From NBC's Chuck Todd, Domenico Montanaro, Ali Weinberg, and Carrie Dann
*** Worse than they’re letting on: It was clear yesterday from the testimony of the head of the U.S. Nuclear Regulatory Commission and the White House briefing that the U.S. government no longer trusts the information coming out of the Japanese government on the nuclear crisis. But officials can’t say that outright because this is such a delicate situation, and Japan is such a key ally. The news out of Japan last night: the government tried dumping water from helicopters (that largely missed) and shooting high-pressure water cannons at the buildings (but they couldn’t get close enough). The U.S. is advising Americans not to get within a 50-mile radius of the nuclear site. The U.S. government also issued a voluntary evacuation order for families of U.S. government personnel in the affected areas of the country. The British government is also telling its citizens in Tokyo and to the north that they “should consider leaving the area.”

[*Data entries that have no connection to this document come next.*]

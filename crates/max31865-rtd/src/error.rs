use core::fmt;

/// All possible error kinds.
#[derive(Debug, Copy, Clone, PartialEq, Eq)]
pub enum ErrorKind {
    /// Errors encountered while bringing the driver up.
    Init,
    /// Errors caused by invalid RTD parameters.
    InvalidParameters,
    /// Errors encountered during a single bus transaction.
    Spi,
}

impl ErrorKind {
    pub(crate) const fn description(self) -> &'static str {
        match self {
            Self::Init => "Init",
            Self::InvalidParameters => "Invalid Parameters",
            Self::Spi => "Spi",
        }
    }
}

impl fmt::Display for ErrorKind {
    fn fmt(&self, f: &mut fmt::Formatter<'_>) -> fmt::Result {
        f.write_str(self.description())
    }
}

/// Errors that may occur when interacting with the `MAX31865`.
///
/// A failure in the middle of a multi-step sequence (bias enable, one-shot
/// trigger, restore) leaves the live configuration of the chip unknown: the
/// driver does not attempt to restore it. Call
/// [`Max31865::set_config`](crate::Max31865::set_config) again to resync.
#[derive(Debug, Clone, Copy, PartialEq, Eq)]
pub enum Max31865Error<E> {
    /// The initial configuration write failed during bring-up.
    Init(E),
    /// The reference or nominal resistance is not a positive finite number.
    InvalidParameters,
    /// A bus transaction failed.
    Spi(E),
}

impl<E> Max31865Error<E> {
    /// Returns the [`ErrorKind`] of this error.
    #[must_use]
    pub const fn kind(&self) -> ErrorKind {
        match self {
            Self::Init(_) => ErrorKind::Init,
            Self::InvalidParameters => ErrorKind::InvalidParameters,
            Self::Spi(_) => ErrorKind::Spi,
        }
    }
}

impl<E> From<E> for Max31865Error<E> {
    fn from(e: E) -> Self {
        Max31865Error::Spi(e)
    }
}

impl<E: fmt::Debug> fmt::Display for Max31865Error<E> {
    fn fmt(&self, f: &mut fmt::Formatter<'_>) -> fmt::Result {
        match self {
            Self::Init(e) | Self::Spi(e) => write!(f, "{}: {e:?}", self.kind()),
            Self::InvalidParameters => write!(
                f,
                "{}: resistances must be positive finite numbers",
                self.kind()
            ),
        }
    }
}

impl<E: fmt::Debug> core::error::Error for Max31865Error<E> {}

*** Moving toward military action in Libya? A day after four New York Times reporters went missing in Libya and Gadhafi forces went on the offensive in a town in the West, the situation there remains dire and getting worse for the opposition rebels. And after what seems like weeks of internal debate, the Obama administration is now ramping up pressure, pressing the case with the United Nations for a tough resolution that includes a "by any means necessary" open-ended clause paving the way for air strikes. Secretary of State Clinton is hopeful one will come “no later than” today, White House Press Secretary Jay Carney said at yesterday’s briefing. Carney stressed that any action needs to be “international in nature” and that it has to be “clear that this is not the West or the United States dictating an outcome.” It appears the United States and Western allies could be moving toward some form of military action in Libya, but want the cover of the U.N. to do it. The question becomes what if the resolution DOESN’T pass in the U.N.?

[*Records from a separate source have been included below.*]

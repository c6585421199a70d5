use std::collections::{BTreeMap, BTreeSet};

use chrono::{Duration, Local, NaiveDate};

use crate::data::filter::{self, FilterCriteria};
use crate::data::model::Dataset;
use crate::data::store::{DatasetStore, Department};

// ---------------------------------------------------------------------------
// View – the five dashboard views
// ---------------------------------------------------------------------------

/// Which dashboard view is selected. An enum rather than view-name strings
/// so the per-view dispatch is exhaustive.
#[derive(Debug, Clone, Copy, PartialEq, Eq)]
pub enum View {
    Overview,
    InformationTechnology,
    HrSolutions,
    BusinessConsulting,
    DataDigitization,
}

impl View {
    pub const ALL: [View; 5] = [
        View::Overview,
        View::InformationTechnology,
        View::HrSolutions,
        View::BusinessConsulting,
        View::DataDigitization,
    ];

    pub fn label(&self) -> &'static str {
        match self {
            View::Overview => "Overview",
            View::InformationTechnology => "Information Technology",
            View::HrSolutions => "HR Solutions and Services",
            View::BusinessConsulting => "Business Consulting",
            View::DataDigitization => "Data Digitization",
        }
    }

    /// The department whose dataset backs this view (None for Overview,
    /// which reads all four).
    pub fn department(&self) -> Option<Department> {
        match self {
            View::Overview => None,
            View::InformationTechnology => Some(Department::ItSolutions),
            View::HrSolutions => Some(Department::HrStaffing),
            View::BusinessConsulting => Some(Department::BusinessConsulting),
            View::DataDigitization => Some(Department::DataAiServices),
        }
    }
}

// ---------------------------------------------------------------------------
// Application state
// ---------------------------------------------------------------------------

/// The full UI state, independent of rendering. The selection surface
/// (view, date range, max rows, departments) lives here and is passed by
/// value into the core per render; the core never reads it directly.
pub struct AppState {
    store: DatasetStore,

    /// Raw datasets as last read from disk; refreshed on demand.
    raw: BTreeMap<Department, Dataset>,

    pub selected_view: View,

    /// Sidebar date range. Collected and displayed, but not applied to
    /// filtering; kept as a visible, known limitation rather than wired
    /// up with guessed semantics.
    pub date_from: NaiveDate,
    pub date_to: NaiveDate,

    /// Maximum records shown per view (10–300).
    pub max_rows: usize,

    /// Departments allowed by the sidebar multi-select. Empty set behaves
    /// as "no filter".
    pub selected_departments: BTreeSet<String>,

    /// Status / error message shown in the top bar.
    pub status_message: Option<String>,
}

impl AppState {
    pub fn new(store: DatasetStore) -> Self {
        let today = Local::now().date_naive();
        let mut state = AppState {
            store,
            raw: BTreeMap::new(),
            selected_view: View::Overview,
            date_from: today - Duration::days(30),
            date_to: today,
            max_rows: 100,
            selected_departments: Department::ALL
                .iter()
                .map(|d| d.label().to_string())
                .collect(),
            status_message: None,
        };
        state.reload();
        state
    }

    /// Re-read all four sources from disk (Refresh button). Missing
    /// sources come back as empty datasets; the store logs the cause.
    pub fn reload(&mut self) {
        for dept in Department::ALL {
            let ds = self.store.load(dept);
            self.raw.insert(dept, ds);
        }
        self.status_message = None;
    }

    /// The current selection as a value the core components consume.
    pub fn criteria(&self) -> FilterCriteria {
        FilterCriteria {
            departments: self.selected_departments.clone(),
            max_rows: self.max_rows,
        }
    }

    /// Raw record count for a department (top-bar display).
    pub fn raw_len(&self, dept: Department) -> usize {
        self.raw.get(&dept).map(Dataset::len).unwrap_or(0)
    }

    /// The department's dataset with the current criteria applied.
    /// Recomputed per render from the raw data; filtering is pure, so this
    /// is just a function of (raw, criteria).
    pub fn filtered(&self, dept: Department) -> Dataset {
        match self.raw.get(&dept) {
            Some(ds) => filter::apply(ds, &self.criteria()),
            None => Dataset::default(),
        }
    }
}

*** The next step on the budget: The Senate is set to vote on and pass -- likely this afternoon -- the continuing resolution that passed the House Tuesday that would fund the government through April 8. The last CR, which expires Friday, passed the Senate March 2 by a 91-9 vote with five Republicans and three Democrats (plus one independent who caucuses with the Dems) voting against it. The five Republicans: Crapo (R-ID), Hatch (R-UT), Lee (R-UT), Paul (R-KY), and Risch (R-ID). The four Dems: Harkin (D-IA), Levin (D-MI), Murray (D-WA), and Sanders (I-VT). This time, at least two more Republicans -- DeMint (R-SC) and Rubio (R-FL) -- have publicly come out against it, but several others could vote against it as well. But how many Republicans does it wind up being -- just the seven? 10? 15? And watch the Democrats’ number, too. It’s going to be more than four and could get up to as many as 10. (The reason the vote was pushed back to today instead of yesterday was because of a small-business bill with amendments, including a controversial one that would curb the EPA’s ability to regulate greenhouse gases. Once that one’s done, they’ll move to the CR.)
*** A high-stakes month: Just how consequential is the next month? Check out this timeline: April 8: the current CR expires; April 15: Tax Day -- Americans’ tax refunds could be delayed if the government shuts down; April 15: Also the first day Treasury says the government could hit the $14.3 trillion debt ceiling. And Senate Minority Leader Mitch McConnell says Republicans won’t vote to raise the debt-ceiling “unless President Barack Obama agrees to rein in Social Security, Medicare and Medicaid,” AP reports, adding that McConnell’s “laying down a high-stakes marker just weeks before the debt ceiling is reached.” And maybe that’s House Speaker John Boehner’s way out on the budget -- to save face by saying there’s a firm commitment from the White House to tackle entitlements and then pass a CR through September that might be something less than what “his party’s rebellious wing” -- as the New York Times’ Hulse called it -- would want.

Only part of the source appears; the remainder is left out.